TASK DATA →
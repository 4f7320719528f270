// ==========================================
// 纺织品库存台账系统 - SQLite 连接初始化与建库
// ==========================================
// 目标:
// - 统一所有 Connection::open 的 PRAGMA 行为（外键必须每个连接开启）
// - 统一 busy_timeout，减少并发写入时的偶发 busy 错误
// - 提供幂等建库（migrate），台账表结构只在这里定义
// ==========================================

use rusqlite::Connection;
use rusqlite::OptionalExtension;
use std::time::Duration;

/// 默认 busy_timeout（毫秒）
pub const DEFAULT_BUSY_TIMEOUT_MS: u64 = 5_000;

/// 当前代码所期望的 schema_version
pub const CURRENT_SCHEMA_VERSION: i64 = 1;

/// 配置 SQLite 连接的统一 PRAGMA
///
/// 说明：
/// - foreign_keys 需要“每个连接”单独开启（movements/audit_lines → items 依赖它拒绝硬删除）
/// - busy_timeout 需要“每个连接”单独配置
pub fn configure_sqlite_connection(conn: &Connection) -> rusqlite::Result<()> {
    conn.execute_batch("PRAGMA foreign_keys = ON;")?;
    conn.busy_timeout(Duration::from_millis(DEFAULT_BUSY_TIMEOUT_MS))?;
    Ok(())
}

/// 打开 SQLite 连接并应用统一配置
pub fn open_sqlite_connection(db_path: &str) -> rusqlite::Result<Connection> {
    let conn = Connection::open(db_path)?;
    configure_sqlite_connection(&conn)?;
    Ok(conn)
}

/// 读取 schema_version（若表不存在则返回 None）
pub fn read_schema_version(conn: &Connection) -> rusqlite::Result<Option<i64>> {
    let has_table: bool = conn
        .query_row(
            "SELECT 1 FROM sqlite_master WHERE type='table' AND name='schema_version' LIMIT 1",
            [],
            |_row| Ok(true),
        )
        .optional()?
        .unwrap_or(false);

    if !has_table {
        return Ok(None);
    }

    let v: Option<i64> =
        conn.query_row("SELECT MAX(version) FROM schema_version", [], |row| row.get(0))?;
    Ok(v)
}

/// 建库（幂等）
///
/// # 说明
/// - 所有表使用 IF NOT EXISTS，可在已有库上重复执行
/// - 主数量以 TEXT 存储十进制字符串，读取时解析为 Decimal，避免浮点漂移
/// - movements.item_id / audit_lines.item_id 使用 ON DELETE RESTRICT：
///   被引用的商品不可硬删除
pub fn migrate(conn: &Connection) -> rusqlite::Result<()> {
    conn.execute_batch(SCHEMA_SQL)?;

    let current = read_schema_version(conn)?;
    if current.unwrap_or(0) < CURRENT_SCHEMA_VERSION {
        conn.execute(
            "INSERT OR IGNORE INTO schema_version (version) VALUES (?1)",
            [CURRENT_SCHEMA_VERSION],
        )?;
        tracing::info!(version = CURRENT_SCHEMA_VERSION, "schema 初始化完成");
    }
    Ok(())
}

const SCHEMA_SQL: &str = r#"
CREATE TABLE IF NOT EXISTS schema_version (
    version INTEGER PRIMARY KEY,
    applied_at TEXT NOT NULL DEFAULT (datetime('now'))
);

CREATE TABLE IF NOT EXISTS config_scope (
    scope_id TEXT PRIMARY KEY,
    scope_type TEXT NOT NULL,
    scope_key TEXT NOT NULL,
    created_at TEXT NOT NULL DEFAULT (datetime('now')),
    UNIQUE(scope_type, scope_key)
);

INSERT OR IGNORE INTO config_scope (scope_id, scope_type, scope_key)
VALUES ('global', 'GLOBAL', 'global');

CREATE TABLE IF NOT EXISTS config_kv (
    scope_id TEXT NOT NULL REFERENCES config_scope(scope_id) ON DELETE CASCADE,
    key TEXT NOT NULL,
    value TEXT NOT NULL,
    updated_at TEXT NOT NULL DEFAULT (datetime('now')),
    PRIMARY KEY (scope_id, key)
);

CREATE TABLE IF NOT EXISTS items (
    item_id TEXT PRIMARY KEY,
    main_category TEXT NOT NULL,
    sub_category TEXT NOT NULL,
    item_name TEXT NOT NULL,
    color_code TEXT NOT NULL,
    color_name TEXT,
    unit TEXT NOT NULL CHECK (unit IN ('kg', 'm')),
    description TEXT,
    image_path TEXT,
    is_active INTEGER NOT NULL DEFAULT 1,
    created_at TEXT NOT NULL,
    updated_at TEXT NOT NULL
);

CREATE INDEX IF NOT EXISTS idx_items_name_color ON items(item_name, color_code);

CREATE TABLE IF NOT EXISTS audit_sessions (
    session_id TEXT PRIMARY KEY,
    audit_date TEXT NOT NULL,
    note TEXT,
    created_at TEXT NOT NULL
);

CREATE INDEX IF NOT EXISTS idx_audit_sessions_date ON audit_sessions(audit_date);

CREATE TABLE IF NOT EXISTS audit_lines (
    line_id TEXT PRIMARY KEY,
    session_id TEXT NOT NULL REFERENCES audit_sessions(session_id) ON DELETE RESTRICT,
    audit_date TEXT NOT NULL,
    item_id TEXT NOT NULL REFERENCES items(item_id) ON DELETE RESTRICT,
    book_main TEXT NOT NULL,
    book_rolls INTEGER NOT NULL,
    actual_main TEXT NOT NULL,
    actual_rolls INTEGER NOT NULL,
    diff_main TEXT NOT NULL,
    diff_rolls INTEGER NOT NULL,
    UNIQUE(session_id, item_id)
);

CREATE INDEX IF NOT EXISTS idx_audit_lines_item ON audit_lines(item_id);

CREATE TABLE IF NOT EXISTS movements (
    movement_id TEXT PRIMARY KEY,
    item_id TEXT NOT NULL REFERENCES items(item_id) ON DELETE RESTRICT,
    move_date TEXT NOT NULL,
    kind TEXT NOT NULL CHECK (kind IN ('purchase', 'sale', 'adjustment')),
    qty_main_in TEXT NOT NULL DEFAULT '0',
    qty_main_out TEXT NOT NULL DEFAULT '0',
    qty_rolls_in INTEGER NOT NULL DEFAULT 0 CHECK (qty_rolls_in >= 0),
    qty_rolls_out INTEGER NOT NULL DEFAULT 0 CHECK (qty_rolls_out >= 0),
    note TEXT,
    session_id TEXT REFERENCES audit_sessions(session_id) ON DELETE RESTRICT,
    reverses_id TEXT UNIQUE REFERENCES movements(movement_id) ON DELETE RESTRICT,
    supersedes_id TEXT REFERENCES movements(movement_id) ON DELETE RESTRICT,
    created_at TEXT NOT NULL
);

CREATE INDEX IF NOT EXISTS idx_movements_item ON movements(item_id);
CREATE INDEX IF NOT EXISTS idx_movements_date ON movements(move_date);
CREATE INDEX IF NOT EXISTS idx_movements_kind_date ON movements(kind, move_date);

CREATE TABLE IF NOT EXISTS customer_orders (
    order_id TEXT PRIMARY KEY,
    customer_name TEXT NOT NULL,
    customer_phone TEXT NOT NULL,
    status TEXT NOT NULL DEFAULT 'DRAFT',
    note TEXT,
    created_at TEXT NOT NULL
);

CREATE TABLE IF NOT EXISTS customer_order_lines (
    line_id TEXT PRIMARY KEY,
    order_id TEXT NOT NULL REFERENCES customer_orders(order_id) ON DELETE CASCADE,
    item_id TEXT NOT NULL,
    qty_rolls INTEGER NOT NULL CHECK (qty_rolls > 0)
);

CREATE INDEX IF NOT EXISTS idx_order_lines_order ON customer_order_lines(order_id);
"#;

YOUR ASSIGNMENT → Go through the data and copy each line exactly as it reads.

SOLUTION TO THIS TASK →
repository 4f7320719528f270
// ==========================================
// 纺织品库存台账系统 - SQLite 连接初始化与建库
// ==========================================
// 目标:
// - 统一所有 Connection::open 的 PRAGMA 行为（外键必须每个连接开启）
// - 统一 busy_timeout，减少并发写入时的偶发 busy 错误
// - 提供幂等建库（migrate），台账表结构只在这里定义
// ==========================================

use rusqlite::Connection;
use rusqlite::OptionalExtension;
use std::time::Duration;

/// 默认 busy_timeout（毫秒）
pub const DEFAULT_BUSY_TIMEOUT_MS: u64 = 5_000;

/// 当前代码所期望的 schema_version
pub const CURRENT_SCHEMA_VERSION: i64 = 1;

/// 配置 SQLite 连接的统一 PRAGMA
///
/// 说明：
/// - foreign_keys 需要“每个连接”单独开启（movements/audit_lines → items 依赖它拒绝硬删除）
/// - busy_timeout 需要“每个连接”单独配置
pub fn configure_sqlite_connection(conn: &Connection) -> rusqlite::Result<()> {
    conn.execute_batch("PRAGMA foreign_keys = ON;")?;
    conn.busy_timeout(Duration::from_millis(DEFAULT_BUSY_TIMEOUT_MS))?;
    Ok(())
}

/// 打开 SQLite 连接并应用统一配置
pub fn open_sqlite_connection(db_path: &str) -> rusqlite::Result<Connection> {
    let conn = Connection::open(db_path)?;
    configure_sqlite_connection(&conn)?;
    Ok(conn)
}

/// 读取 schema_version（若表不存在则返回 None）
pub fn read_schema_version(conn: &Connection) -> rusqlite::Result<Option<i64>> {
    let has_table: bool = conn
        .query_row(
            "SELECT 1 FROM sqlite_master WHERE type='table' AND name='schema_version' LIMIT 1",
            [],
            |_row| Ok(true),
        )
        .optional()?
        .unwrap_or(false);

    if !has_table {
        return Ok(None);
    }

    let v: Option<i64> =
        conn.query_row("SELECT MAX(version) FROM schema_version", [], |row| row.get(0))?;
    Ok(v)
}

/// 建库（幂等）
///
/// # 说明
/// - 所有表使用 IF NOT EXISTS，可在已有库上重复执行
/// - 主数量以 TEXT 存储十进制字符串，读取时解析为 Decimal，避免浮点漂移
/// - movements.item_id / audit_lines.item_id 使用 ON DELETE RESTRICT：
///   被引用的商品不可硬删除
pub fn migrate(conn: &Connection) -> rusqlite::Result<()> {
    conn.execute_batch(SCHEMA_SQL)?;

    let current = read_schema_version(conn)?;
    if current.unwrap_or(0) < CURRENT_SCHEMA_VERSION {
        conn.execute(
            "INSERT OR IGNORE INTO schema_version (version) VALUES (?1)",
            [CURRENT_SCHEMA_VERSION],
        )?;
        tracing::info!(version = CURRENT_SCHEMA_VERSION, "schema 初始化完成");
    }
    Ok(())
}

const SCHEMA_SQL: &str = r#"
CREATE TABLE IF NOT EXISTS schema_version (
    version INTEGER PRIMARY KEY,
    applied_at TEXT NOT NULL DEFAULT (datetime('now'))
);

CREATE TABLE IF NOT EXISTS config_scope (
    scope_id TEXT PRIMARY KEY,
    scope_type TEXT NOT NULL,
    scope_key TEXT NOT NULL,
    created_at TEXT NOT NULL DEFAULT (datetime('now')),
    UNIQUE(scope_type, scope_key)
);

INSERT OR IGNORE INTO config_scope (scope_id, scope_type, scope_key)
VALUES ('global', 'GLOBAL', 'global');

CREATE TABLE IF NOT EXISTS config_kv (
    scope_id TEXT NOT NULL REFERENCES config_scope(scope_id) ON DELETE CASCADE,
    key TEXT NOT NULL,
    value TEXT NOT NULL,
    updated_at TEXT NOT NULL DEFAULT (datetime('now')),
    PRIMARY KEY (scope_id, key)
);

CREATE TABLE IF NOT EXISTS items (
    item_id TEXT PRIMARY KEY,
    main_category TEXT NOT NULL,
    sub_category TEXT NOT NULL,
    item_name TEXT NOT NULL,
    color_code TEXT NOT NULL,
    color_name TEXT,
    unit TEXT NOT NULL CHECK (unit IN ('kg', 'm')),
    description TEXT,
    image_path TEXT,
    is_active INTEGER NOT NULL DEFAULT 1,
    created_at TEXT NOT NULL,
    updated_at TEXT NOT NULL
);

CREATE INDEX IF NOT EXISTS idx_items_name_color ON items(item_name, color_code);

CREATE TABLE IF NOT EXISTS audit_sessions (
    session_id TEXT PRIMARY KEY,
    audit_date TEXT NOT NULL,
    note TEXT,
    created_at TEXT NOT NULL
);

CREATE INDEX IF NOT EXISTS idx_audit_sessions_date ON audit_sessions(audit_date);

CREATE TABLE IF NOT EXISTS audit_lines (
    line_id TEXT PRIMARY KEY,
    session_id TEXT NOT NULL REFERENCES audit_sessions(session_id) ON DELETE RESTRICT,
    audit_date TEXT NOT NULL,
    item_id TEXT NOT NULL REFERENCES items(item_id) ON DELETE RESTRICT,
    book_main TEXT NOT NULL,
    book_rolls INTEGER NOT NULL,
    actual_main TEXT NOT NULL,
    actual_rolls INTEGER NOT NULL,
    diff_main TEXT NOT NULL,
    diff_rolls INTEGER NOT NULL,
    UNIQUE(session_id, item_id)
);

CREATE INDEX IF NOT EXISTS idx_audit_lines_item ON audit_lines(item_id);

CREATE TABLE IF NOT EXISTS movements (
    movement_id TEXT PRIMARY KEY,
    item_id TEXT NOT NULL REFERENCES items(item_id) ON DELETE RESTRICT,
    move_date TEXT NOT NULL,
    kind TEXT NOT NULL CHECK (kind IN ('purchase', 'sale', 'adjustment')),
    qty_main_in TEXT NOT NULL DEFAULT '0',
    qty_main_out TEXT NOT NULL DEFAULT '0',
    qty_rolls_in INTEGER NOT NULL DEFAULT 0 CHECK (qty_rolls_in >= 0),
    qty_rolls_out INTEGER NOT NULL DEFAULT 0 CHECK (qty_rolls_out >= 0),
    note TEXT,
    session_id TEXT REFERENCES audit_sessions(session_id) ON DELETE RESTRICT,
    reverses_id TEXT UNIQUE REFERENCES movements(movement_id) ON DELETE RESTRICT,
    supersedes_id TEXT REFERENCES movements(movement_id) ON DELETE RESTRICT,
    created_at TEXT NOT NULL
);

CREATE INDEX IF NOT EXISTS idx_movements_item ON movements(item_id);
CREATE INDEX IF NOT EXISTS idx_movements_date ON movements(move_date);
CREATE INDEX IF NOT EXISTS idx_movements_kind_date ON movements(kind, move_date);

CREATE TABLE IF NOT EXISTS customer_orders (
    order_id TEXT PRIMARY KEY,
    customer_name TEXT NOT NULL,
    customer_phone TEXT NOT NULL,
    status TEXT NOT NULL DEFAULT 'DRAFT',
    note TEXT,
    created_at TEXT NOT NULL
);

CREATE TABLE IF NOT EXISTS customer_order_lines (
    line_id TEXT PRIMARY KEY,
    order_id TEXT NOT NULL REFERENCES customer_orders(order_id) ON DELETE CASCADE,
    item_id TEXT NOT NULL,
    qty_rolls INTEGER NOT NULL CHECK (qty_rolls > 0)
);

CREATE INDEX IF NOT EXISTS idx_order_lines_order ON customer_order_lines(order_id);
"#;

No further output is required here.